The Saturday Paper

Peter Doherty

Empire, War, Tennis and Me

- Linda Jaivin is the author of 12 books.

“The story of the first 70 years of lawn tennis (1875-1945),” the eminent immunologi­st and Nobel laureate Peter Doherty tells us in Empire, War, Tennis and Me, “is embedded in much bigger narratives about imperialis­t ambitions that led to smaller conflicts and then to both WWI and WWII.” The story of his uncles Charlie and Jack Byford, “keen tennis players” who volunteere­d to fight “for Australia and Empire” in World War II, prompted the writing of this hybrid of history and memoir. Charlie was taken prisoner by the Japanese in Changi, shipped to the Burma Railway and died when his POW transport ship from Burma to Japan was sunk by the Allies. Jack, too, had his share of the horrors of war, including on the Kokoda Track, but survived.

For those less familiar with the history of tennis than that of the world wars, a highlight of the book is the story of how “royal tennis” evolved to become today’s “lawn tennis”, helped along by the invention of lawn mowers and vulcanised rubber. Its noble associatio­ns and relatively simple material requiremen­ts made it an attractive sport for the aspiration­al middle classes, women as well as men, and it spread around the world with the British and other empires, including to Australia.

Despite our small population, by the 1920s Australia ranked among the tennis superpower­s. We had good weather for outdoor sports and plenty of (stolen) land, not to mention abundant termite mounds that provided the material for “ant-bed courts” that played faster than clay but slower than grass. According to Doherty, its popularity “points to the much more democratic nature of the game here, which in turn reflects the nature of Australian society of that era”. The latter is a curious claim given Aboriginal and Torres Strait Islanders would have to wait some four decades before being given the vote, and the notorious “dictation test” prevented most Chinese and other residents of colour from becoming citizens. Democratic for some but not quite democratic by nature.
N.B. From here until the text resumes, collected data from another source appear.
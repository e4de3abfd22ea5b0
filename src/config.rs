use anyhow::{Context, Result};
use serde::{Deserialize, Serialize};
use std::env;
use std::fs;
use std::path::{Path, PathBuf};
use tracing::{Level as TraceLevel, info, warn};

use crate::constants::config::{APP_DIR, DISPLAY_ENV, FILENAME, LOG_LEVEL_ENV, LOG_LEVELS};
use crate::layout::Zone;
use crate::topology::ControllerReuse;

/// Map a log level name to a tracing level; anything unknown is info
pub fn level_from_name(name: &str) -> TraceLevel {
    match name.trim().to_lowercase().as_str() {
        "trace" => TraceLevel::TRACE,
        "debug" => TraceLevel::DEBUG,
        "warn" => TraceLevel::WARN,
        "error" => TraceLevel::ERROR,
        _ => TraceLevel::INFO,
    }
}

/// Level to log at before config.toml has been read, from $LOG_LEVEL only
pub fn bootstrap_level() -> TraceLevel {
    env::var(LOG_LEVEL_ENV)
        .map(|name| level_from_name(&name))
        .unwrap_or(TraceLevel::INFO)
}

/// User settings from config.toml. Describes how the tool behaves, never the
/// display layout itself.
#[derive(Debug, Clone, PartialEq, Serialize, Deserialize)]
#[serde(default)]
pub struct Settings {
    pub log_level: String,

    /// X display to connect to; unset means $DISPLAY
    pub display: Option<String>,

    /// Let an output take over the first controller when none is idle
    pub allow_controller_reuse: bool,

    /// Zone for outputs switched on from the command line without a position
    pub default_zone: Zone,
}

impl Default for Settings {
    fn default() -> Self {
        Self {
            log_level: "info".to_string(),
            display: None,
            allow_controller_reuse: true,
            default_zone: Zone::Center,
        }
    }
}

impl Settings {
    pub fn config_path() -> PathBuf {
        let mut path = dirs::config_dir().unwrap_or_else(|| PathBuf::from("."));
        path.push(APP_DIR);
        path.push(FILENAME);
        path
    }

    /// Load from the default location with env overrides applied
    pub fn load() -> Result<Self> {
        let mut settings = Self::load_from(&Self::config_path())?;
        settings.apply_env_overrides();
        settings.validate_and_clamp();
        Ok(settings)
    }

    /// Read `path`; a missing file yields defaults
    pub fn load_from(path: &Path) -> Result<Self> {
        if !path.exists() {
            info!(path = %path.display(), "no config file, using defaults");
            return Ok(Self::default());
        }
        let contents = fs::read_to_string(path)
            .context(format!("Failed to read config file {}", path.display()))?;
        let mut settings: Settings = toml::from_str(&contents)
            .context(format!("Failed to parse config file {}", path.display()))?;
        settings.validate_and_clamp();
        Ok(settings)
    }

    fn apply_env_overrides(&mut self) {
        self.apply_overrides(|var| env::var(var).ok());
    }

    fn apply_overrides(&mut self, lookup: impl Fn(&str) -> Option<String>) {
        if let Some(level) = lookup(LOG_LEVEL_ENV) {
            self.log_level = level;
        }
        if let Some(display) = lookup(DISPLAY_ENV) {
            self.display = Some(display);
        }
    }

    /// Normalise values read from TOML or the environment
    fn validate_and_clamp(&mut self) {
        let level = self.log_level.trim().to_lowercase();
        if LOG_LEVELS.contains(&level.as_str()) {
            self.log_level = level;
        } else {
            warn!(log_level = %self.log_level, using = "info", "unknown log level");
            self.log_level = "info".to_string();
        }

        if self.display.as_deref().is_some_and(|d| d.trim().is_empty()) {
            self.display = None;
        }
    }

    pub fn trace_level(&self) -> TraceLevel {
        level_from_name(&self.log_level)
    }

    pub fn controller_reuse(&self) -> ControllerReuse {
        if self.allow_controller_reuse {
            ControllerReuse::Allow
        } else {
            ControllerReuse::Deny
        }
    }
}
Given the book’s overt themes of Empire and class, it’s odd that Doherty failed to examine this idea more forensical­ly in the Australian context. It is so up-to-date that it mentions Ukraine and how Hong Kong protesters in 2019 used tennis racquets to lob tear gas canisters back at police. It is also thorough on who-won-what-when in tennis during the first half of the 20th century. It would seem a natural follow-on to look at how Indigenous players such as Evonne Goolagong and Ash Barty conquered what was once a sport of European kings, as well as what the rise of badly behaved male champions such as Nick Kyrgios says about the changing nature of the game.

The book’s overarchin­g theme is war. Here, too, Doherty’s aim seems slightly off. He insists, for example, that whereas “many historians” have focused on the events in Europe that led to World War I, “less well known is what was evolving in the peaceful Pacific” – a strange claim to make in an Australian context. The link between war and tennis, meanwhile, is tenuous at best. As he admits, with few exceptions – including Shakespear­e’s Henry IV, who threatens the French dauphin that the English will “play a set” that “shall strike his father’s crown into the hazard” – tennis hasn’t inspired many metaphors for war. Doherty speculates that tennis may have given his uncle Charlie “a strategic sense of what he could handle” in war but offers no evidence.

The most tangible connection seems to be that an awful lot of tennis players fought in the big wars of the 20th century. So did chess players, drinkers and clerks. Doherty lobs names and facts about both tennis and war at the reader like balls from a rapid-fire tennis ball machine. Not many are as interestin­g as the tale of German tennis champion and military officer Otto Froitzheim, who, while travelling home after a defeat on the courts in Pittsburgh in 1914, was taken off his ship at Gibraltar and interned by the British; he later become the lover of both Leni Riefenstah­l and Pola Negri. Yet even here, we’re left with not much more informatio­n than that. Doherty is a brilliant scientist but he’s not the greatest of storytelle­rs. And if any story demanded just one more sentence it’s that of how, in 1943, a Darwin-based American bomber returning from a raid on Borneo had to make a forced landing on a Northern Territory beach. In Doherty’s version, the crew was “welcomed” by the Aboriginal people there. I learned elsewhere that the Aboriginal­s surroundin­g the plane watched the American captain trying to communicat­e with them in sign language for a while before asking, “What are you trying to say?”

It’s a good question. Unusually for a memoir, especially one with “me” in the title, there’s little of Doherty’s own story or how it connects to the other ones here, apart from a few anecdotes about fishing trips with Uncle Jack and clearing fallen mangoes from the family’s ant-bed court as a child. I’d have liked to know more about Jack, who never married or moved out of home after returning from war and who cut down the mango trees for fear of snipers. Despite the mountainou­s piles of names, dates and facts and nods to the “absolute horror” of war, in the end the book tells us little more than that it’d be a lot nicer if we competed more on the court and less on the battlefiel­d: love-all.